§ **YOUR GOAL**: Word for word, please restate the lines from the beginning of the data through the line in which "log2(y) / log2(c)" appears.

§ **Records from a data source**:
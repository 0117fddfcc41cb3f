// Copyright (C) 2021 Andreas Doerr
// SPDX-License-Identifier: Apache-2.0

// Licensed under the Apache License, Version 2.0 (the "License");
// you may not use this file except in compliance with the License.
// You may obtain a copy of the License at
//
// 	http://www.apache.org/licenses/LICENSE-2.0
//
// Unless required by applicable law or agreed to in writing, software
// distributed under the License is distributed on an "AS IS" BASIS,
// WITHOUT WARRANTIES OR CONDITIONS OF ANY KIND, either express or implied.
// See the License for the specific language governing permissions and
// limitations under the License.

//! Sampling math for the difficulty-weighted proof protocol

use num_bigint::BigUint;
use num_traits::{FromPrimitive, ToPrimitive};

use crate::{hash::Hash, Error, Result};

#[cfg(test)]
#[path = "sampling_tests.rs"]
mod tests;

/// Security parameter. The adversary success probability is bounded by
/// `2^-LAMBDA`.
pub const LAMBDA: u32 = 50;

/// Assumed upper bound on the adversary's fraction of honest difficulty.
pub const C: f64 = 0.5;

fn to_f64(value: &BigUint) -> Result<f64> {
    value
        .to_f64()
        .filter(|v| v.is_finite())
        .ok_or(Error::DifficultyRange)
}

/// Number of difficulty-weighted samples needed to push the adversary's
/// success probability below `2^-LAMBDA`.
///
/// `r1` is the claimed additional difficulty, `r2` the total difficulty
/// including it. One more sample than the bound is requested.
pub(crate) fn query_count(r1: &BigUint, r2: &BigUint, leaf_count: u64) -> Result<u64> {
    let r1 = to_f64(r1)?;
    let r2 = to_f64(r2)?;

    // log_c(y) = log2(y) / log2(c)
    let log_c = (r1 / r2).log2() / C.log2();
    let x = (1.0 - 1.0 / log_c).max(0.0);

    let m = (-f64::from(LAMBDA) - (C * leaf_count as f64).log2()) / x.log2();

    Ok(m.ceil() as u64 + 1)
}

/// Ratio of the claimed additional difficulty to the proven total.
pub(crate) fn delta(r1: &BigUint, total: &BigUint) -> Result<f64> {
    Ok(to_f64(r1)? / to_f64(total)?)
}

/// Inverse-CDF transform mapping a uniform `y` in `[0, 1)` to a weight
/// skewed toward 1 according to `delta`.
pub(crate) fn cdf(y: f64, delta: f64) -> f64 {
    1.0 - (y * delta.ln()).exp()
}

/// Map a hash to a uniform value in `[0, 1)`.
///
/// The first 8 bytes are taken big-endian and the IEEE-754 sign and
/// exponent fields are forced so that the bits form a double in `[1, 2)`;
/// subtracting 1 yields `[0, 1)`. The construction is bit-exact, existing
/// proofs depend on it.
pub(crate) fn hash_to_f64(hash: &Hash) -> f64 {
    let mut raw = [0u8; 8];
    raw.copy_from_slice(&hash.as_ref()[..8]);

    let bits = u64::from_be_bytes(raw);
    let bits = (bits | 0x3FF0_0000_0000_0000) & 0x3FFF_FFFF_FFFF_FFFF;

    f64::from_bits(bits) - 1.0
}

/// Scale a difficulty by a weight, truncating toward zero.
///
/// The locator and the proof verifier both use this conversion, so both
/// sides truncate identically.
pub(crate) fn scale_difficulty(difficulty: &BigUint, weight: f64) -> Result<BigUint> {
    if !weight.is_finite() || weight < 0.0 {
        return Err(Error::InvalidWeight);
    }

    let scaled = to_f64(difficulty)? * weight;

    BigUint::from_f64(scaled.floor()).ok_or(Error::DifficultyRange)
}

§ **OUTPUT BELOW**:
repository 0117fddfcc41cb3f
// Copyright (C) 2021 Andreas Doerr
// SPDX-License-Identifier: Apache-2.0

// Licensed under the Apache License, Version 2.0 (the "License");
// you may not use this file except in compliance with the License.
// You may obtain a copy of the License at
//
// 	http://www.apache.org/licenses/LICENSE-2.0
//
// Unless required by applicable law or agreed to in writing, software
// distributed under the License is distributed on an "AS IS" BASIS,
// WITHOUT WARRANTIES OR CONDITIONS OF ANY KIND, either express or implied.
// See the License for the specific language governing permissions and
// limitations under the License.

//! Sampling math for the difficulty-weighted proof protocol

use num_bigint::BigUint;
use num_traits::{FromPrimitive, ToPrimitive};

use crate::{hash::Hash, Error, Result};

#[cfg(test)]
#[path = "sampling_tests.rs"]
mod tests;

/// Security parameter. The adversary success probability is bounded by
/// `2^-LAMBDA`.
pub const LAMBDA: u32 = 50;

/// Assumed upper bound on the adversary's fraction of honest difficulty.
pub const C: f64 = 0.5;

fn to_f64(value: &BigUint) -> Result<f64> {
    value
        .to_f64()
        .filter(|v| v.is_finite())
        .ok_or(Error::DifficultyRange)
}

/// Number of difficulty-weighted samples needed to push the adversary's
/// success probability below `2^-LAMBDA`.
///
/// `r1` is the claimed additional difficulty, `r2` the total difficulty
/// including it. One more sample than the bound is requested.
pub(crate) fn query_count(r1: &BigUint, r2: &BigUint, leaf_count: u64) -> Result<u64> {
    let r1 = to_f64(r1)?;
    let r2 = to_f64(r2)?;

    // log_c(y) = log2(y) / log2(c)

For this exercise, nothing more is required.